INSTRUCTIONS TO FOLLOW = Copy each line below without leaving any out.

SUPPLIED ENTRIES =

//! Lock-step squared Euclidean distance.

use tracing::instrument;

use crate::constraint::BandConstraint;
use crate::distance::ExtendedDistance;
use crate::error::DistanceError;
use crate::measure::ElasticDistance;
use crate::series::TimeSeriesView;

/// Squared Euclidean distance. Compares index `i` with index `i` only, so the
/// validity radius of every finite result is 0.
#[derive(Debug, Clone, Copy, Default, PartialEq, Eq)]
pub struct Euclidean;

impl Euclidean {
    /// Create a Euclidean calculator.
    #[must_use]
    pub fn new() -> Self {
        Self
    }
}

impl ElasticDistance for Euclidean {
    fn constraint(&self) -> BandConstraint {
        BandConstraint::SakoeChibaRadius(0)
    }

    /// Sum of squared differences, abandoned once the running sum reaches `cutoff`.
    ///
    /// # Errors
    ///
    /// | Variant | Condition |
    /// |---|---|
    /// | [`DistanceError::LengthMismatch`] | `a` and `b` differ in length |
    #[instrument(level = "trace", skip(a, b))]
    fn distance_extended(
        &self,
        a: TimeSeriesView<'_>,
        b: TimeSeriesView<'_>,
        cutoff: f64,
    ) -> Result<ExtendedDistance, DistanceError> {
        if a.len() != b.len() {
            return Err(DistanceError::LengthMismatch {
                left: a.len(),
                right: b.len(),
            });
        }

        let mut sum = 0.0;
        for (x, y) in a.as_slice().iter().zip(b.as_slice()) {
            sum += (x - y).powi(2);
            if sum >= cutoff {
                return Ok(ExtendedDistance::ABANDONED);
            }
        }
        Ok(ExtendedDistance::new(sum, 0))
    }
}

SOLUTION TO THIS EXERCISE =
//! Lock-step squared Euclidean distance.

use tracing::instrument;

use crate::constraint::BandConstraint;
use crate::distance::ExtendedDistance;
use crate::error::DistanceError;
use crate::measure::ElasticDistance;
use crate::series::TimeSeriesView;

/// Squared Euclidean distance. Compares index `i` with index `i` only, so the
/// validity radius of every finite result is 0.
#[derive(Debug, Clone, Copy, Default, PartialEq, Eq)]
pub struct Euclidean;

impl Euclidean {
    /// Create a Euclidean calculator.
    #[must_use]
    pub fn new() -> Self {
        Self
    }
}

impl ElasticDistance for Euclidean {
    fn constraint(&self) -> BandConstraint {
        BandConstraint::SakoeChibaRadius(0)
    }

    /// Sum of squared differences, abandoned once the running sum reaches `cutoff`.
    ///
    /// # Errors
    ///
    /// | Variant | Condition |
    /// |---|---|
    /// | [`DistanceError::LengthMismatch`] | `a` and `b` differ in length |
    #[instrument(level = "trace", skip(a, b))]
    fn distance_extended(
        &self,
        a: TimeSeriesView<'_>,
        b: TimeSeriesView<'_>,
        cutoff: f64,
    ) -> Result<ExtendedDistance, DistanceError> {
        if a.len() != b.len() {
            return Err(DistanceError::LengthMismatch {
                left: a.len(),
                right: b.len(),
            });
        }

        let mut sum = 0.0;
        for (x, y) in a.as_slice().iter().zip(b.as_slice()) {
            sum += (x - y).powi(2);
            if sum >= cutoff {
                return Ok(ExtendedDistance::ABANDONED);
            }
        }
        Ok(ExtendedDistance::new(sum, 0))
    }
}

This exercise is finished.